As a user-open research and development platform, LPI facilitates fundamentally new technical solutions for diagnostics, monitoring, and therapeutics. Very promising treatment approaches are transferred quickly to routine clinical applications.

Challenge and Relevance

Infectious diseases lead to a steadily increasing number of deaths and endanger the continued development of state-of-the-art high-performance medicine. Common causes include the worldwide spread of (multi-)resistant bacteria and fungi, the appearance of still unknown pathogens, and life-threatening infections in immune-compromised patients, for example in oncology. In combination with molecular biological methods, photonic technologies have proven their enormous potential in sustainably solving the pressing problems in infection diagnostics in the past few years.

What is LPI?

LPI’s goal is to fight infectious diseases with the help of innovative photonics-based diagnostics and therapeutic methods. Using completely novel, national and international user-open research infrastructure – along an entire innovation pipeline (i.e., from the idea to the validated method) – novel diagnostic technologies and therapeutic approaches will be implemented. LPI combines a wide range of photonic technologies, including completely new, internationally unique, light-based methods, with molecular biological methods and enabling technologies (e.g., microfluidics) to be used directly in clinical applications. The researched and prototype-based diagnostic and therapeutic approaches are implemented via flying study nurses during the course of the value chain directly in a multicenter clinical validation process. This concept is truly unprecedented and an ideal approach to efficiently and quickly develop the potential of photonic technologies for routine clinical processes.

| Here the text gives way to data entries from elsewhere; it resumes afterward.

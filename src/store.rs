use std::io::Write;
use std::path::Path;
use std::sync::Arc;

use log::{debug, info, warn};
use parking_lot::{Mutex, RwLock};

use crate::backend::{Backend, MemoryBackend};
use crate::bucket::Bucket;
use crate::constants::StoreFlags;
use crate::context::TraceContext;
use crate::error::{Error, Result};
use crate::file::FileBackend;
use crate::node::BucketData;
use crate::snapshot;
use crate::transaction::Transaction;

/// Transactional key-value store.
///
/// Work runs inside closures handed to [`Store::view`] (read-only) or
/// [`Store::update`] (read-write). A view sees the state committed when it
/// began and never waits for writers. Updates are serialised: an update that
/// returns `Ok` commits, any `Err` discards its writes.
///
/// Every commit encodes and persists the whole tree, so its cost grows with
/// the size of the store, not with the size of the change.
///
/// ```no_run
/// use lumokv::{Store, TraceContext};
///
/// let mut store = Store::new("/tmp/lumokv/data.db");
/// store.open()?;
/// let ctx = TraceContext::new();
/// store.update(&ctx, |tx| tx.bucket(b"users")?.put(b"ada", b"lovelace"))?;
/// let value = store.view(&ctx, |tx| tx.get_bucket(b"users")?.get(b"ada"))?;
/// assert_eq!(value, b"lovelace");
/// store.close()?;
/// # Ok::<(), lumokv::Error>(())
/// ```
#[derive(Debug)]
pub struct Store {
    /// Printable location of the backend
    location: String,
    /// Store flags
    flags: StoreFlags,
    /// Backend, locked for the whole of an update
    writer: Mutex<Box<dyn Backend>>,
    /// Last committed tree, `None` while closed
    root: RwLock<Option<Arc<BucketData>>>,
}

impl Store {
    /// Store persisted to a file at `path`
    pub fn new(path: impl AsRef<Path>) -> Self {
        Self::with_flags(path, StoreFlags::empty())
    }

    pub fn with_flags(path: impl AsRef<Path>, flags: StoreFlags) -> Self {
        Self::with_backend(FileBackend::new(path, flags), flags)
    }

    /// Store kept in process memory
    pub fn in_memory() -> Self {
        Self::with_backend(MemoryBackend::new(), StoreFlags::empty())
    }

    pub fn with_backend<B: Backend + 'static>(backend: B, flags: StoreFlags) -> Self {
        Store {
            location: backend.location().to_string(),
            flags,
            writer: Mutex::new(Box::new(backend)),
            root: RwLock::new(None),
        }
    }

    /// Location identifier of the backend
    pub fn location(&self) -> &str {
        &self.location
    }

    pub fn flags(&self) -> StoreFlags {
        self.flags
    }

    pub fn is_open(&self) -> bool {
        self.root.read().is_some()
    }

    /// Acquire the backend and load the last committed state.
    ///
    /// For file stores this creates the parent directory and the data file
    /// when missing, and waits at most [`OPEN_TIMEOUT`](crate::OPEN_TIMEOUT)
    /// for the exclusive lock.
    pub fn open(&mut self) -> Result<()> {
        if self.root.get_mut().is_some() {
            return Err(Error::AlreadyOpen);
        }

        let backend = self.writer.get_mut();
        let root = match backend.acquire()? {
            Some(image) => match snapshot::decode(&image) {
                Ok(root) => root,
                Err(e) => {
                    if let Err(release) = backend.release() {
                        warn!("failed to release {}: {}", self.location, release);
                    }
                    return Err(e);
                }
            },
            None => BucketData::new(),
        };

        info!(
            "Resources opened: location={}, buckets={}",
            self.location,
            root.len()
        );
        *self.root.get_mut() = Some(Arc::new(root));
        Ok(())
    }

    /// Release the backend. Closing a store that is not open does nothing.
    pub fn close(&mut self) -> Result<()> {
        if self.root.get_mut().take().is_none() {
            return Ok(());
        }

        match self.writer.get_mut().release() {
            Ok(()) => {
                info!("Resources released: location={}", self.location);
                Ok(())
            }
            Err(e) => {
                warn!("failed to release {}: {}", self.location, e);
                Err(e)
            }
        }
    }

    fn committed(&self) -> Result<Arc<BucketData>> {
        self.root.read().clone().ok_or(Error::StoreClosed)
    }

    /// Run `f` inside a read-only transaction.
    ///
    /// Write attempts inside `f` fail with [`Error::TxNotWritable`]. The
    /// result of `f` is returned unchanged.
    pub fn view<T, E, F>(&self, ctx: &TraceContext, f: F) -> std::result::Result<T, E>
    where
        E: From<Error>,
        F: FnOnce(&Transaction) -> std::result::Result<T, E>,
    {
        let root = self.committed()?;
        let tx = Transaction::new(root, ctx.child(), false);
        let result = f(&tx);
        debug!("end view transaction ctx={}", tx.context());
        result
    }

    /// Run `f` inside a read-write transaction.
    ///
    /// If `f` returns `Ok`, its writes are persisted and published before
    /// `update` returns. If it returns `Err`, its writes are discarded and the
    /// error is returned unchanged.
    pub fn update<T, E, F>(&self, ctx: &TraceContext, f: F) -> std::result::Result<T, E>
    where
        E: From<Error>,
        F: FnOnce(&Transaction) -> std::result::Result<T, E>,
    {
        if self.flags.contains(StoreFlags::RDONLY) {
            return Err(Error::StoreReadOnly.into());
        }

        let mut backend = self.writer.lock();
        let root = self.committed()?;
        let tx = Transaction::new(root, ctx.child(), true);

        let value = match f(&tx) {
            Ok(value) => value,
            Err(e) => {
                debug!("rollback update transaction ctx={}", tx.context());
                return Err(e);
            }
        };

        let ctx = tx.context();
        if !tx.is_dirty() {
            debug!("commit update transaction ctx={}: no changes", ctx);
            return Ok(value);
        }

        let image = tx.image()?;
        backend.persist(&image)?;
        *self.root.write() = Some(tx.into_root());
        debug!(
            "commit update transaction ctx={}: {} bytes",
            ctx,
            image.len()
        );
        Ok(value)
    }

    /// Empty every bucket, nested buckets included, keeping the buckets.
    pub fn flush(&self, ctx: &TraceContext) -> Result<()> {
        let result = self.update(ctx, |tx| {
            for name in tx.bucket_names() {
                empty_bucket(&tx.get_bucket(&name)?)?;
            }
            Ok(())
        });
        if let Err(e) = &result {
            warn!("flush of {} failed: {}", self.location, e);
        }
        result
    }

    /// Write the complete committed state to `writer` as a snapshot image.
    ///
    /// Returns the number of bytes written. The image can be opened as a
    /// data file or handed to [`MemoryBackend::from_bytes`].
    pub fn backup<W: Write + ?Sized>(&self, ctx: &TraceContext, writer: &mut W) -> Result<u64> {
        self.view(ctx, |tx| {
            let image = tx.image()?;
            writer.write_all(&image)?;
            writer.flush()?;
            debug!(
                "backup of {} ctx={}: {} bytes",
                self.location,
                tx.context(),
                image.len()
            );
            Ok(image.len() as u64)
        })
    }
}

/// Delete the plain entries of `bucket` and of every bucket nested in it
fn empty_bucket(bucket: &Bucket<'_>) -> Result<()> {
    let mut cursor = bucket.cursor(&[])?;
    let mut entry = cursor.first();
    while let Some((key, _)) = entry {
        if bucket.is_bucket(&key) {
            empty_bucket(&bucket.bucket(&key)?)?;
        } else {
            bucket.delete(&key)?;
        }
        entry = cursor.next();
    }
    Ok(())
}

impl Drop for Store {
    fn drop(&mut self) {
        // close logs its own failure
        let _ = self.close();
    }
}

#[cfg(test)]
mod tests {
    use super::*;

    fn opened() -> Store {
        let mut store = Store::in_memory();
        store.open().unwrap();
        store
    }

    #[test]
    fn test_open_close_lifecycle() {
        let mut store = Store::in_memory();
        assert!(!store.is_open());
        store.close().unwrap();

        store.open().unwrap();
        assert!(store.is_open());
        assert!(matches!(store.open(), Err(Error::AlreadyOpen)));

        store.close().unwrap();
        store.close().unwrap();
        let ctx = TraceContext::new();
        let err = store.view(&ctx, |_| Ok::<_, Error>(())).unwrap_err();
        assert!(matches!(err, Error::StoreClosed));
    }

    #[test]
    fn test_memory_store_survives_reopen() {
        let mut store = opened();
        let ctx = TraceContext::new();
        store
            .update(&ctx, |tx| tx.bucket(b"b")?.put(b"k", b"v"))
            .unwrap();
        store.close().unwrap();
        store.open().unwrap();
        let value = store
            .view(&ctx, |tx| tx.get_bucket(b"b")?.get(b"k"))
            .unwrap();
        assert_eq!(value, b"v");
    }

    #[test]
    fn test_update_error_rolls_back() {
        let store = opened();
        let ctx = TraceContext::new();
        let err = store
            .update(&ctx, |tx| {
                tx.bucket(b"b")?.put(b"k", b"v")?;
                Err::<(), _>(Error::Invalid)
            })
            .unwrap_err();
        assert!(matches!(err, Error::Invalid));

        let names = store
            .view(&ctx, |tx| Ok::<_, Error>(tx.bucket_names()))
            .unwrap();
        assert!(names.is_empty());
    }

    #[test]
    fn test_readonly_store_refuses_updates() {
        let mut store = Store::with_backend(MemoryBackend::new(), StoreFlags::RDONLY);
        store.open().unwrap();
        let ctx = TraceContext::new();
        let err = store.update(&ctx, |_| Ok::<_, Error>(())).unwrap_err();
        assert!(matches!(err, Error::StoreReadOnly));
        assert!(matches!(store.flush(&ctx), Err(Error::StoreReadOnly)));
    }

    #[test]
    fn test_flush_empties_nested_buckets() {
        let store = opened();
        let ctx = TraceContext::new();
        store
            .update(&ctx, |tx| {
                let outer = tx.bucket(b"outer")?;
                outer.put(b"a", b"1")?;
                let inner = outer.create_bucket(b"inner")?;
                inner.put(b"b", b"2")?;
                inner.create_bucket(b"deepest")?.put(b"c", b"3")
            })
            .unwrap();

        store.flush(&ctx).unwrap();

        store
            .view(&ctx, |tx| {
                let outer = tx.get_bucket(b"outer")?;
                assert_eq!(outer.len(), 1);
                let inner = outer.bucket(b"inner")?;
                assert_eq!(inner.len(), 1);
                assert!(inner.bucket(b"deepest")?.is_empty());
                Ok::<_, Error>(())
            })
            .unwrap();
    }

    #[test]
    fn test_backup_reports_bytes_written() {
        let store = opened();
        let ctx = TraceContext::new();
        store
            .update(&ctx, |tx| tx.bucket(b"b")?.put(b"k", b"v"))
            .unwrap();

        let mut out = Vec::new();
        let written = store.backup(&ctx, &mut out).unwrap();
        assert_eq!(written, out.len() as u64);
        assert!(snapshot::decode(&out).is_ok());
    }
}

LPI’s technology platform consists of spatially-resolved and time-resolved spectroscopic imaging technology platforms, novel multimodal imaging technologies from the XUV to FIR spectral ranges, and photonic molecular biological point-of-care technologies that make it possible to diagnose and treat both difficult-to-treat infections and infections that occur during the course of immune suppression and known associated diseases. Photonic technologies are combined with biomedical technologies such as different “omics” methods, next-generation sequencing, and other enabling technologies such as microfluidics.

Access and User Groups

User access for:

  1. Diagnostics/monitoring technology researchers and developers from academic photonics research and the industry and
  2. Medical doctors/biologists and chemists from the field of infection research and synthetic chemistry.

These research groups approach LPI on their own initiative (technology push) or are identified by LPI technology scouts and motivated to carry out their research activities at LPI (technology pull).